Spontaneous coupling of the beta-adrenergic receptor to Ns in mammalian cardiac membranes.

The beta-adrenergic receptor in membranes from cat, rat, and guinea pig hearts appears to undergo spontaneous coupling to the stimulatory nucleotide-regulatory protein, Ns. This was demonstrated by incubating cardiac membranes from acutely reserpinized animals with the alkylating reagent N-ethylmaleimide (NEM), which is known to "freeze" the beta-receptor Ns-complex. The concentration of norepinephrine in these membrane preparations was less than 0.1 nM. Cat heart membranes were preincubated for 10 min at 30 degrees with NEM (10(-7)-10(-3) M) and subsequently incubated with (-)-[125I]iodopindolol (IPIN) (18 min, 30 degrees). NEM caused a concentration-dependent decrease in specific IPIN binding with a maximal reduction of about 20% at 0.1 mM. This decrease occurred even in the absence of MgCl2 (0.5 mM EDTA added as well). A comparable reduction was also observed in myocardial membranes from rat and guinea pig. This fall reflects a decrease in the number of beta-adrenergic receptor sites, as demonstrated by saturation binding experiments with IPIN. The equilibrium dissociation constant of the radioligand for the remaining receptors was not affected. When increasing concentrations of GTP were included in the preincubation mixture, it resulted in a dose-dependent protection of NEM-induced decrease in IPIN binding.
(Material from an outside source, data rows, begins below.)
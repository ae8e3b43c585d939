#![forbid(unsafe_code)]

use std::{fs::File, path::Path, sync::Arc};

use crate::types::{DiasError, Result};

/// Trait for performing positioned file I/O operations.
pub trait FileIo {
    /// Reads bytes from the file at the specified offset into the buffer.
    fn read_at(&self, off: u64, dst: &mut [u8]) -> Result<()>;
    /// Writes bytes to the file at the specified offset from the buffer.
    fn write_at(&self, off: u64, src: &[u8]) -> Result<()>;
    /// Synchronizes all file data and metadata to disk.
    fn sync_all(&self) -> Result<()>;
    /// Returns the current length of the file in bytes.
    fn len(&self) -> Result<u64>;
    /// Returns true if the file is empty.
    fn is_empty(&self) -> Result<bool> {
        Ok(self.len()? == 0)
    }
}

#[cfg(unix)]
mod stdio {
    use std::{
        fs::File,
        io::{self, ErrorKind},
        os::unix::fs::FileExt,
    };

    pub fn read_exact(file: &File, mut off: u64, mut dst: &mut [u8]) -> io::Result<()> {
        while !dst.is_empty() {
            let read = file.read_at(dst, off)?;
            if read == 0 {
                return Err(io::Error::new(
                    ErrorKind::UnexpectedEof,
                    "read_at reached EOF",
                ));
            }
            let (_, tail) = dst.split_at_mut(read);
            dst = tail;
            off += read as u64;
        }
        Ok(())
    }

    pub fn write_all(file: &File, mut off: u64, mut src: &[u8]) -> io::Result<()> {
        while !src.is_empty() {
            let written = file.write_at(src, off)?;
            if written == 0 {
                return Err(io::Error::new(
                    ErrorKind::WriteZero,
                    "write_at wrote zero bytes",
                ));
            }
            src = &src[written..];
            off += written as u64;
        }
        Ok(())
    }
}

#[cfg(windows)]
mod stdio {
    use std::{
        fs::File,
        io::{self, ErrorKind},
        os::windows::fs::FileExt,
    };

    pub fn read_exact(file: &File, mut off: u64, mut dst: &mut [u8]) -> io::Result<()> {
        while !dst.is_empty() {
            let read = file.seek_read(dst, off)?;
            if read == 0 {
                return Err(io::Error::new(
                    ErrorKind::UnexpectedEof,
                    "seek_read reached EOF",
                ));
            }
            let (_, tail) = dst.split_at_mut(read);
            dst = tail;
            off += read as u64;
        }
        Ok(())
    }

    pub fn write_all(file: &File, mut off: u64, mut src: &[u8]) -> io::Result<()> {
        while !src.is_empty() {
            let written = file.seek_write(src, off)?;
            if written == 0 {
                return Err(io::Error::new(
                    ErrorKind::WriteZero,
                    "seek_write wrote zero bytes",
                ));
            }
            src = &src[written..];
            off += written as u64;
        }
        Ok(())
    }
}

/// Standard file I/O implementation using `Arc<File>`.
#[derive(Clone, Debug)]
pub struct StdFileIo {
    inner: Arc<File>,
}

impl StdFileIo {
    /// Creates a new `StdFileIo` from an existing file handle.
    pub fn new(file: File) -> Self {
        Self {
            inner: Arc::new(file),
        }
    }

    /// Creates the file, truncating any previous content.
    pub fn create(path: impl AsRef<Path>) -> Result<Self> {
        let file = std::fs::OpenOptions::new()
            .read(true)
            .write(true)
            .create(true)
            .truncate(true)
            .open(path)
            .map_err(DiasError::from)?;
        Ok(Self::new(file))
    }

    /// Opens an existing file for read-write access.
    pub fn open_rw(path: impl AsRef<Path>) -> Result<Self> {
        let file = std::fs::OpenOptions::new()
            .read(true)
            .write(true)
            .open(path)
            .map_err(DiasError::from)?;
        Ok(Self::new(file))
    }

    /// Opens an existing file read-only.
    pub fn open_ro(path: impl AsRef<Path>) -> Result<Self> {
        let file = File::open(path).map_err(DiasError::from)?;
        Ok(Self::new(file))
    }

    fn file(&self) -> &File {
        &self.inner
    }
}

impl FileIo for StdFileIo {
    fn read_at(&self, off: u64, dst: &mut [u8]) -> Result<()> {
        stdio::read_exact(self.file(), off, dst).map_err(DiasError::from)
    }

    fn write_at(&self, off: u64, src: &[u8]) -> Result<()> {
        stdio::write_all(self.file(), off, src).map_err(DiasError::from)
    }

    fn sync_all(&self) -> Result<()> {
        self.file().sync_all().map_err(DiasError::from)
    }

    fn len(&self) -> Result<u64> {
        Ok(self.file().metadata().map_err(DiasError::from)?.len())
    }
}

#[cfg(test)]
mod tests {
    use super::*;
    use std::io::ErrorKind;
    use tempfile::tempdir;

    #[test]
    fn write_read_roundtrip() {
        let dir = tempdir().unwrap();
        let path = dir.path().join("io.bin");
        let io = StdFileIo::create(&path).unwrap();

        let payload = b"voronoi";
        io.write_at(0, payload).unwrap();
        io.sync_all().unwrap();

        let mut buf = vec![0u8; payload.len()];
        io.read_at(0, &mut buf).unwrap();
        assert_eq!(&buf, payload);
        assert!(io.len().unwrap() >= payload.len() as u64);
    }

    #[test]
    fn read_past_eof_returns_error() {
        let dir = tempdir().unwrap();
        let path = dir.path().join("io.bin");
        let io = StdFileIo::create(&path).unwrap();
        let mut buf = [0u8; 8];
        let err = io.read_at(0, &mut buf).unwrap_err();
        match err {
            DiasError::Io(inner) => assert_eq!(inner.kind(), ErrorKind::UnexpectedEof),
            other => panic!("unexpected error: {other:?}"),
        }
    }

    #[test]
    fn reopen_read_only_sees_content() {
        let dir = tempdir().unwrap();
        let path = dir.path().join("io_ro.bin");
        {
            let io = StdFileIo::create(&path).unwrap();
            io.write_at(0, &vec![7u8; 4096]).unwrap();
            io.sync_all().unwrap();
        }
        let ro = StdFileIo::open_ro(&path).unwrap();
        let mut buf = vec![0u8; 4096];
        ro.read_at(0, &mut buf).unwrap();
        assert!(buf.iter().all(|&b| b == 7));
    }
}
The protection was complete at 0.1 mM GTP. In addition, GTP reversed the NEM effect when added to the incubation mixture 10 min after NEM. The apparent reduction in cardiac beta-adrenergic receptor number by NEM (in the absence of beta-receptor agonist) is compatible with a model in which part of the receptor population is able to undergo spontaneous coupling to Ns.